Below are some records; quote exactly the lines from the one that contains "value, bucket_resolution" through the one that contains "let blob = rmp_serde::to_vec(track).map_err(|e|", inclusive, and no others.

Task data below:

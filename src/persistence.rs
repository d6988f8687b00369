//! # SQLite Tour Store
//!
//! Persistent tour store backed by SQLite.
//!
//! ## Tables
//!
//! - `tours`: one row per tour with its sample count
//! - `tour_tracks`: raw track as a MessagePack blob, loaded on demand
//! - `tour_geo_parts`: `(tour_id, geo_part)` pairs, indexed on `geo_part`
//!   for candidate lookup
//! - `store_meta`: bucket resolution the geo parts were computed with
//!
//! The connection sits behind a mutex; the engine only touches it from the
//! retrieval thread and from compare workers loading tracks.

use std::collections::BTreeSet;
use std::path::Path;
use std::sync::{Arc, Mutex, MutexGuard};

use log::{debug, info};
use rusqlite::{params, params_from_iter, Connection, OptionalExtension};

use crate::buckets::{track_buckets, GeoBucket};
use crate::error::{GeoCompareError, OptionExt, Result};
use crate::retriever::{CandidateStore, TourFilter};
use crate::track::{RecordedTrack, TrackProvider};
use crate::TourId;

/// Geo parts bound per `IN (...)` query, below SQLite's parameter limit.
const MAX_QUERY_PARAMS: usize = 500;

/// SQLite-backed store implementing both engine store contracts.
pub struct SqliteTourStore {
    db: Mutex<Connection>,
    bucket_resolution: u32,
}

impl SqliteTourStore {
    // ========================================================================
    // Initialization
    // ========================================================================

    /// Open or create a store at `path`.
    ///
    /// An existing database indexed at a different bucket resolution is
    /// rejected, since its geo parts would not match the engine's buckets.
    pub fn new<P: AsRef<Path>>(path: P, bucket_resolution: u32) -> Result<Self> {
        let db = Connection::open(path)?;
        Self::with_connection(db, bucket_resolution)
    }

    /// Create an in-memory database (for testing).
    pub fn in_memory(bucket_resolution: u32) -> Result<Self> {
        Self::with_connection(Connection::open_in_memory()?, bucket_resolution)
    }

    fn with_connection(db: Connection, bucket_resolution: u32) -> Result<Self> {
        if bucket_resolution == 0 {
            return Err(GeoCompareError::config("bucket resolution must be positive"));
        }
        Self::init_schema(&db)?;

        let stored: Option<String> = db
            .query_row(
                "SELECT value FROM store_meta WHERE key = 'bucket_resolution'",
                [],
                |row| row.get(0),
            )
            .optional()?;

        match stored {
            Some(value) if value != bucket_resolution.to_string() => {
                return Err(GeoCompareError::config(format!(
                    "store indexed at {} cells/degree, requested {}",
                    value, bucket_resolution
                )));
            }
            Some(_) => {}
            None => {
                db.execute(
                    "INSERT INTO store_meta (key, value) VALUES ('bucket_resolution', ?)",
                    params![bucket_resolution.to_string()],
                )?;
            }
        }

        let store = Self {
            db: Mutex::new(db),
            bucket_resolution,
        };
        info!(
            "[TourStore] Opened store with {} tours at {} cells/degree",
            store.tour_count()?,
            bucket_resolution
        );
        Ok(store)
    }

    fn init_schema(conn: &Connection) -> Result<()> {
        conn.execute_batch(
            r#"
            CREATE TABLE IF NOT EXISTS store_meta (
                key TEXT PRIMARY KEY,
                value TEXT NOT NULL
            );

            CREATE TABLE IF NOT EXISTS tours (
                tour_id INTEGER PRIMARY KEY,
                sample_count INTEGER NOT NULL,
                created_at INTEGER DEFAULT (strftime('%s', 'now'))
            );

            -- Raw tracks (loaded on demand)
            CREATE TABLE IF NOT EXISTS tour_tracks (
                tour_id INTEGER PRIMARY KEY,
                track_data BLOB NOT NULL,
                FOREIGN KEY (tour_id) REFERENCES tours(tour_id) ON DELETE CASCADE
            );

            -- Coarse cells touched by each tour
            CREATE TABLE IF NOT EXISTS tour_geo_parts (
                tour_id INTEGER NOT NULL,
                geo_part INTEGER NOT NULL,
                PRIMARY KEY (tour_id, geo_part),
                FOREIGN KEY (tour_id) REFERENCES tours(tour_id) ON DELETE CASCADE
            );

            CREATE INDEX IF NOT EXISTS idx_tour_geo_parts_part ON tour_geo_parts(geo_part);

            PRAGMA foreign_keys = ON;
        "#,
        )?;
        Ok(())
    }

    // ========================================================================
    // Tour Management
    // ========================================================================

    /// Add or replace a tour with its geo parts.
    pub fn insert_track(&self, track: &RecordedTrack) -> Result<()> {
        track.validate()?;
        let blob = rmp_serde::to_vec(track).map_err(|e| {
            GeoCompareError::store(format!("failed to encode tour {}: {}", track.tour_id, e))
        })?;
        let buckets = track_buckets(track, self.bucket_resolution);

        let mut db = self.lock()?;
        let tx = db.transaction()?;
        tx.execute("DELETE FROM tours WHERE tour_id = ?", params![track.tour_id])?;
        tx.execute(
            "INSERT INTO tours (tour_id, sample_count) VALUES (?, ?)",
            params![track.tour_id, track.len() as i64],
        )?;
        tx.execute(
            "INSERT INTO tour_tracks (tour_id, track_data) VALUES (?, ?)",
            params![track.tour_id, blob],
        )?;
        {
            let mut stmt =
                tx.prepare("INSERT INTO tour_geo_parts (tour_id, geo_part) VALUES (?, ?)")?;
            for bucket in &buckets {
                stmt.execute(params![track.tour_id, bucket.id()])?;
            }
        }
        tx.commit()?;

        debug!(
            "[TourStore] Stored tour {} ({} samples, {} geo parts)",
            track.tour_id,
            track.len(),
            buckets.len()
        );
        Ok(())
    }

    /// Remove a tour. Returns whether it existed.
    pub fn remove_tour(&self, tour_id: TourId) -> Result<bool> {
        let removed = self
            .lock()?
            .execute("DELETE FROM tours WHERE tour_id = ?", params![tour_id])?;
        Ok(removed > 0)
    }

    /// Delete every tour.
    pub fn clear(&self) -> Result<()> {
        self.lock()?.execute("DELETE FROM tours", [])?;
        info!("[TourStore] Cleared all tours");
        Ok(())
    }

    // ========================================================================
    // Queries
    // ========================================================================

    pub fn tour_count(&self) -> Result<usize> {
        let count: i64 = self
            .lock()?
            .query_row("SELECT COUNT(*) FROM tours", [], |row| row.get(0))?;
        Ok(count as usize)
    }

    pub fn contains(&self, tour_id: TourId) -> Result<bool> {
        let found: Option<i64> = self
            .lock()?
            .query_row(
                "SELECT tour_id FROM tours WHERE tour_id = ?",
                params![tour_id],
                |row| row.get(0),
            )
            .optional()?;
        Ok(found.is_some())
    }

    pub fn tour_ids(&self) -> Result<Vec<TourId>> {
        let db = self.lock()?;
        let mut stmt = db.prepare("SELECT tour_id FROM tours ORDER BY tour_id")?;
        let ids = stmt
            .query_map([], |row| row.get(0))?
            .collect::<std::result::Result<Vec<TourId>, _>>()?;
        Ok(ids)
    }

    fn lock(&self) -> Result<MutexGuard<'_, Connection>> {
        self.db
            .lock()
            .map_err(|_| GeoCompareError::store("database lock poisoned"))
    }
}

impl TrackProvider for SqliteTourStore {
    fn load_track(&self, tour_id: TourId) -> Result<Arc<RecordedTrack>> {
        let blob: Option<Vec<u8>> = self
            .lock()?
            .query_row(
                "SELECT track_data FROM tour_tracks WHERE tour_id = ?",
                params![tour_id],
                |row| row.get(0),
            )
            .optional()?;
        let blob = blob.ok_or_track_not_found(tour_id)?;

        let track: RecordedTrack = rmp_serde::from_slice(&blob)
            .map_err(|e| GeoCompareError::invalid_track(tour_id, format!("corrupt blob: {}", e)))?;
        Ok(Arc::new(track))
    }
}

impl CandidateStore for SqliteTourStore {
    fn query_candidate_tour_ids(
        &self,
        buckets: &BTreeSet<GeoBucket>,
        filter: Option<&TourFilter>,
    ) -> Result<Vec<TourId>> {
        let parts: Vec<i64> = buckets.iter().map(GeoBucket::id).collect();
        let mut hits: BTreeSet<TourId> = BTreeSet::new();

        let db = self.lock()?;
        for chunk in parts.chunks(MAX_QUERY_PARAMS) {
            let placeholders = vec!["?"; chunk.len()].join(",");
            let sql = format!(
                "SELECT DISTINCT tour_id FROM tour_geo_parts WHERE geo_part IN ({})",
                placeholders
            );
            let mut stmt = db.prepare(&sql)?;
            let rows = stmt.query_map(params_from_iter(chunk.iter()), |row| row.get(0))?;
            for row in rows {
                hits.insert(row?);
            }
        }
        drop(db);

        Ok(hits
            .into_iter()
            .filter(|id| filter.map_or(true, |keep| keep(*id)))
            .collect())
    }

    fn bucket_resolution(&self) -> Option<u32> {
        Some(self.bucket_resolution)
    }
}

End of Task data.

§ Response
                    value, bucket_resolution
                )));
            }
            Some(_) => {}
            None => {
                db.execute(
                    "INSERT INTO store_meta (key, value) VALUES ('bucket_resolution', ?)",
                    params![bucket_resolution.to_string()],
                )?;
            }
        }

        let store = Self {
            db: Mutex::new(db),
            bucket_resolution,
        };
        info!(
            "[TourStore] Opened store with {} tours at {} cells/degree",
            store.tour_count()?,
            bucket_resolution
        );
        Ok(store)
    }

    fn init_schema(conn: &Connection) -> Result<()> {
        conn.execute_batch(
            r#"
            CREATE TABLE IF NOT EXISTS store_meta (
                key TEXT PRIMARY KEY,
                value TEXT NOT NULL
            );

            CREATE TABLE IF NOT EXISTS tours (
                tour_id INTEGER PRIMARY KEY,
                sample_count INTEGER NOT NULL,
                created_at INTEGER DEFAULT (strftime('%s', 'now'))
            );

            -- Raw tracks (loaded on demand)
            CREATE TABLE IF NOT EXISTS tour_tracks (
                tour_id INTEGER PRIMARY KEY,
                track_data BLOB NOT NULL,
                FOREIGN KEY (tour_id) REFERENCES tours(tour_id) ON DELETE CASCADE
            );

            -- Coarse cells touched by each tour
            CREATE TABLE IF NOT EXISTS tour_geo_parts (
                tour_id INTEGER NOT NULL,
                geo_part INTEGER NOT NULL,
                PRIMARY KEY (tour_id, geo_part),
                FOREIGN KEY (tour_id) REFERENCES tours(tour_id) ON DELETE CASCADE
            );

            CREATE INDEX IF NOT EXISTS idx_tour_geo_parts_part ON tour_geo_parts(geo_part);

            PRAGMA foreign_keys = ON;
        "#,
        )?;
        Ok(())
    }

    // ========================================================================
    // Tour Management
    // ========================================================================

    /// Add or replace a tour with its geo parts.
    pub fn insert_track(&self, track: &RecordedTrack) -> Result<()> {
        track.validate()?;
        let blob = rmp_serde::to_vec(track).map_err(|e| {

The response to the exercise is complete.